Light Pollution: How Coastal Cities are Impacting Marine Ecosystems

Coastal cities have played a crucial part in societal development throughout human history. Necessary for trade purposes and access to coastal resources, civilizations have been built off of their coastal urban centers. As a result of this historical trend, ocean ecosystems are continuously forced to adapt to human activity. One aspect of anthropogenic activity that has influenced how marine ecosystems function is the artificial light that results from urbanization. Artificial light, while being a more subtle source of pollution compared to littering and chemical runoff, significantly impacts marine wildlife and their ecological functions. 

Light pollution is defined by National Geographic as the “excessive or inappropriate use of artificial light.” Artificially produced light is convenient, as it can be utilized for nighttime transportation, working, and social activities. Light pollution comes from a variety of sources, including but not limited to building lights, ships, offshore rigs, lighthouses, and street lights. In large urban areas, artificial light is especially present as a result of the dense populations that occupy them. In fact, satellite imagery has displayed a significant difference in how bright urban metropolitan areas are compared to rural areas. 

While the light difference is certainly necessary to support the estimated 56% of the global population that live in cities, the constant light has adverse effects on wildlife that live along the coasts of seaside cities such as Boston, Miami, and Los Angeles. A large concern has to do with artificial light influencing sleep patterns of animals which inhabit coastal areas. Many organisms utilize the natural light emanating from the sun and moon as a part of their natural circadian rhythms. However, artificial light waves that penetrate ocean water disrupt these natural patterns, leading to fish becoming more active at night. As a result, hunting patterns and times are altered, changing how species interact with one another. While some species of nocturnal hunters can benefit from these changes, human disruption of natural ecological processes should be limited as much as possible to reduce disruption of biological functions. 

In addition to the feeding habits of marine species, migratory bird patterns can be altered as a result of excessive artificial light, which leads to reduced survival rates. Many species of coastal birds are vulnerable to disorientation due to light pollution, which leads to collisions and delays in migration. Birds may be drawn to the lights while foraging, leading them towards urban environments they are not suited for. For example, according to Jacques Trouvilliez, Executive Secretary of the African-Eurasian Waterbird Agreement, bird species such as “petrels and shearwaters are attracted by artificial lights on land and become prey for rats and cats.” As a result, humans are creating unnecessary deaths and reduced survival rates in coastal and migratory bird species.

Coral reef systems are also impacted by coastal light pollution, which has a cascading effect on a large number of organisms that rely on the reefs. In a 2019 study published in Global Change Biology, researchers found that corals exposed to artificial light were afflicted by chemically reactive forms of oxygen that are detrimental to the coral’s DNA and cellular structure. As a result of those changes, photosynthetic algal symbionts attached to the corals died and declined, slowly killing the coral in the process and further damaging the marine ecosystem’s interworking connections. 
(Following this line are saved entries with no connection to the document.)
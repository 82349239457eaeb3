//! Driver binary: loads a DAG description from YAML, runs one pass through
//! `activity_scheduler::Scheduler`, and dumps a YAML result log (and, with
//! `-g`/`--debug`, a GraphViz DOT file).
//!
//! Plays the role the teacher's algorithm binaries (`2021_RTCSA_dynfed`,
//! `2013_ECRTS_basic_global_edf`, ...) play: parse args with `clap`, build
//! the in-memory model, run it, dump results with `serde_yaml`.
use std::collections::HashMap;
use std::fs;
use std::path::Path;
use std::sync::Arc;

use clap::Parser;
use serde_derive::{Deserialize, Serialize};

use activity_scheduler::{Action, Outcome, Scheduler, SchedulerConfig, TaskHandle};

#[derive(Parser)]
#[clap(
    name = "activity-scheduler",
    version = "0.1.0",
    about = "Loads a DAG of demo activities from YAML and runs one execution pass."
)]
struct ArgParser {
    /// Path to the DAG description YAML file.
    #[clap(short = 'f', long = "dag_file", required = true)]
    dag_file: String,
    /// Run the pass in parallel mode instead of sequential.
    #[clap(short = 'p', long = "parallel")]
    parallel: bool,
    /// Path to output directory for the result log and DOT dump.
    #[clap(short = 'o', long = "output_dir_path", default_value = "./output")]
    output_dir_path: String,
}

#[derive(Deserialize)]
struct TaskSpec {
    name: String,
    #[serde(default)]
    outcome: OutcomeSpec,
    #[serde(default)]
    can_retry: bool,
    #[serde(default)]
    before: Vec<String>,
    #[serde(default)]
    tags: Vec<String>,
}

#[derive(Deserialize, Default, Clone, Copy)]
#[serde(rename_all = "snake_case")]
enum OutcomeSpec {
    #[default]
    Success,
    Failure,
    Disable,
    DisableOnce,
}

impl From<OutcomeSpec> for Outcome {
    fn from(spec: OutcomeSpec) -> Self {
        match spec {
            OutcomeSpec::Success => Outcome::Success,
            OutcomeSpec::Failure => Outcome::Failure,
            OutcomeSpec::Disable => Outcome::Disable,
            OutcomeSpec::DisableOnce => Outcome::DisableOnce,
        }
    }
}

#[derive(Deserialize)]
struct DagSpec {
    tasks: Vec<TaskSpec>,
}

/// A fixed-outcome action driving the demo: performs once, reporting the
/// outcome configured in the DAG description.
struct DemoAction {
    name: String,
    outcome: Outcome,
    can_retry: bool,
}

impl Action for DemoAction {
    fn perform(&self) -> Outcome {
        log::info!("performing {}", self.name);
        self.outcome
    }

    fn can_retry(&self) -> bool {
        self.can_retry
    }

    fn name(&self) -> &str {
        &self.name
    }
}

#[derive(Serialize)]
struct TaskResult {
    name: String,
    enabled: bool,
}

#[derive(Serialize)]
struct PassResult {
    parallel: bool,
    tasks: Vec<TaskResult>,
}

fn build_scheduler(spec: DagSpec, scheduler: &Scheduler) -> HashMap<String, Arc<TaskHandle>> {
    let mut by_name = HashMap::with_capacity(spec.tasks.len());
    for task_spec in &spec.tasks {
        let action = DemoAction {
            name: task_spec.name.clone(),
            outcome: task_spec.outcome.into(),
            can_retry: task_spec.can_retry,
        };
        let handle = scheduler
            .create(Box::new(action))
            .expect("DAG description produced an invalid action");
        if !task_spec.tags.is_empty() {
            let tags = task_spec.tags.iter().map(|t| scheduler.create_tag(t)).collect::<Vec<_>>();
            scheduler.tag(&handle, tags);
        }
        by_name.insert(task_spec.name.clone(), handle);
    }
    for task_spec in &spec.tasks {
        if task_spec.before.is_empty() {
            continue;
        }
        let t = by_name[&task_spec.name].clone();
        let successors = task_spec
            .before
            .iter()
            .map(|name| by_name[name].clone())
            .collect::<Vec<_>>();
        scheduler.before(&t, successors);
    }
    by_name
}

fn main() {
    env_logger::init();
    let args = ArgParser::parse();
    let config = SchedulerConfig::from_env();

    let raw = fs::read_to_string(&args.dag_file).expect("failed to read DAG description file");
    let spec: DagSpec = serde_yaml::from_str(&raw).expect("failed to parse DAG description");

    let scheduler = Scheduler::new(config);
    build_scheduler(spec, &scheduler);

    fs::create_dir_all(&args.output_dir_path).expect("failed to create output directory");

    if config.debug_operations_enabled {
        let dot_path = Path::new(&args.output_dir_path).join("graph.dot");
        fs::write(&dot_path, scheduler.dump_dot()).expect("failed to write DOT dump");
    }

    match scheduler.execute_all(args.parallel) {
        Ok(()) => log::info!("pass completed"),
        Err(err) => log::error!("pass failed: {err}"),
    }

    let tasks = scheduler
        .get_activities(false, &[])
        .into_iter()
        .map(|t| TaskResult {
            name: t.name().to_string(),
            enabled: t.is_enabled(),
        })
        .collect();
    let result = PassResult {
        parallel: args.parallel,
        tasks,
    };
    let yaml = serde_yaml::to_string(&result).expect("failed to serialize result");
    let result_path = Path::new(&args.output_dir_path).join("result.yaml");
    fs::write(result_path, yaml).expect("failed to write result log");
}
However, there are solutions to the damages caused by coastal light pollution. Urban areas can implement a wide range of different forms of lighting near coastal areas that can significantly reduce the impact of nighttime anthropogenic actions on marine ecosystems. Those solutions include utilizing motion sensors to prevent light sources such as street lamps from staying lit through the night. In addition to motion sensors, transitioning lighting systems near coastal ecosystems to LEDs (light-emitting diodes) is a simpler start. LEDs have a lesser impact on marine life because the light penetrates the ocean less. Even simpler still, turning off all lights in buildings that are not being utilized will not only reduce light pollution, but would also reduce energy use and therefore have further beneficial impacts on the environment. 

Urban settings located along the coast are inevitable in human society. Knowing that societies must take advantage of these coastal settings, the goal should be to reduce impact rather than trying to eliminate it entirely. Government officials and activists can implement a gradual approach to this dilemma, starting with simple and affordable reductions to light pollution. While the negative impacts of urban light pollution are often overlooked, any inimical influences on the environment by humans should be reduced as much as possible. Reducing society’s footprint on the earth’s natural systems, regardless of how obvious, must be a priority for a sustainable future. Without doing so, humans will continue the downward spiral of depleting the ecological wonders left in the world.